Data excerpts
//! Simplified token list: qualifiers removed, null constants normalised and
//! small integer expressions folded.

use crate::core::{Token, TokenClass, TokenList, TokenListKind};

const DROPPED_KEYWORDS: &[&str] = &[
    "const",
    "volatile",
    "register",
    "inline",
    "__inline",
    "__inline__",
    "restrict",
    "__restrict",
];

const NULL_CONSTANTS: &[&str] = &["NULL", "nullptr"];

pub(crate) fn simplify_tokens(list: &TokenList) -> TokenList {
    let tokens = list
        .iter()
        .filter(|t| !(t.is_name() && DROPPED_KEYWORDS.contains(&t.text.as_str())))
        .map(|t| {
            if t.is_name() && NULL_CONSTANTS.contains(&t.text.as_str()) {
                Token::new("0", TokenClass::Number, t.line, t.file)
            } else {
                t.clone()
            }
        })
        .collect();

    let mut simplified = TokenList {
        kind: TokenListKind::Simplified,
        configuration: list.configuration.clone(),
        files: list.files.clone(),
        tokens,
    };
    while fold_once(&mut simplified.tokens) {}
    simplified
}

/// Integer value of a literal such as `10`, `0x1f`, `017` or `3u`.
pub fn integer_value(text: &str) -> Option<i64> {
    let digits = text.trim_end_matches(['u', 'U', 'l', 'L']);
    if let Some(hex) = digits
        .strip_prefix("0x")
        .or_else(|| digits.strip_prefix("0X"))
    {
        i64::from_str_radix(hex, 16).ok()
    } else if digits.len() > 1 && digits.starts_with('0') {
        i64::from_str_radix(&digits[1..], 8).ok()
    } else {
        digits.parse().ok()
    }
}

/// Whether the `(` at `idx` groups an expression rather than opening a call.
fn is_grouping(tokens: &[Token], idx: usize) -> bool {
    // `f(1)`, `a[i](2)` and `(x)(3)` are calls
    match idx.checked_sub(1).map(|p| &tokens[p]) {
        None => true,
        Some(prev) => prev.class == TokenClass::Op && !prev.is(")") && !prev.is("]"),
    }
}

/// Apply the first available fold. Returns false when nothing changed.
fn fold_once(tokens: &mut Vec<Token>) -> bool {
    for i in 0..tokens.len() {
        if !tokens[i].is("(") {
            continue;
        }
        let window = &tokens[i..];

        // ( num )
        if window.len() >= 3
            && window[1].is_number()
            && window[2].is(")")
            && integer_value(&window[1].text).is_some()
            && is_grouping(tokens, i)
        {
            tokens.remove(i + 2);
            tokens.remove(i);
            return true;
        }

        // ( num op num )
        if window.len() >= 5 && window[4].is(")") && window[1].is_number() && window[3].is_number()
        {
            let folded = match (integer_value(&window[1].text), integer_value(&window[3].text)) {
                (Some(l), Some(r)) => match window[2].text.as_str() {
                    "+" => l.checked_add(r),
                    "-" => l.checked_sub(r),
                    "*" => l.checked_mul(r),
                    _ => None,
                },
                _ => None,
            };
            if let Some(value) = folded.filter(|v| *v >= 0) {
                let (line, file) = (tokens[i + 1].line, tokens[i + 1].file);
                tokens[i + 1] = Token::new(value.to_string(), TokenClass::Number, line, file);
                tokens.drain(i + 2..i + 4);
                return true;
            }
        }
    }
    false
}

#[cfg(test)]
mod tests {
    use super::*;
    use crate::tokenize::{CTokenizer, Tokenizer};
    use std::path::Path;

    fn simplified(code: &str) -> String {
        let tokens = CTokenizer
            .tokenize(Path::new("a.c"), code, "")
            .unwrap();
        let list = simplify_tokens(&tokens);
        assert_eq!(list.kind, TokenListKind::Simplified);
        list.iter()
            .map(|t| t.text.as_str())
            .collect::<Vec<_>>()
            .join(" ")
    }

    #[test]
    fn test_drops_qualifiers_and_maps_null() {
        assert_eq!(
            simplified("static const volatile int *p = NULL;"),
            "static int * p = 0 ;"
        );
        assert_eq!(simplified("char *q = nullptr;"), "char * q = 0 ;");
    }

    #[test]
    fn test_folds_nested_constant_expressions() {
        assert_eq!(simplified("x = y / ((2 - 2) * 5);"), "x = y / 0 ;");
        assert_eq!(simplified("x = (0x10 + 1);"), "x = 17 ;");
    }

    #[test]
    fn test_calls_and_negative_results_are_kept() {
        assert_eq!(simplified("f(1); g(2 + 3);"), "f ( 1 ) ; g ( 5 ) ;");
        assert_eq!(simplified("x = (1 - 2);"), "x = ( 1 - 2 ) ;");
    }

    #[test]
    fn test_integer_value() {
        assert_eq!(integer_value("0"), Some(0));
        assert_eq!(integer_value("0x0"), Some(0));
        assert_eq!(integer_value("017"), Some(15));
        assert_eq!(integer_value("3UL"), Some(3));
        assert_eq!(integer_value("0.0"), None);
    }
}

- [Exercise goal]: Where a line of the data holds the word "crate", copy that line.

- [Reply to the task]:
use crate::core::{Token, TokenClass, TokenList, TokenListKind};
pub(crate) fn simplify_tokens(list: &TokenList) -> TokenList {
    use crate::tokenize::{CTokenizer, Tokenizer};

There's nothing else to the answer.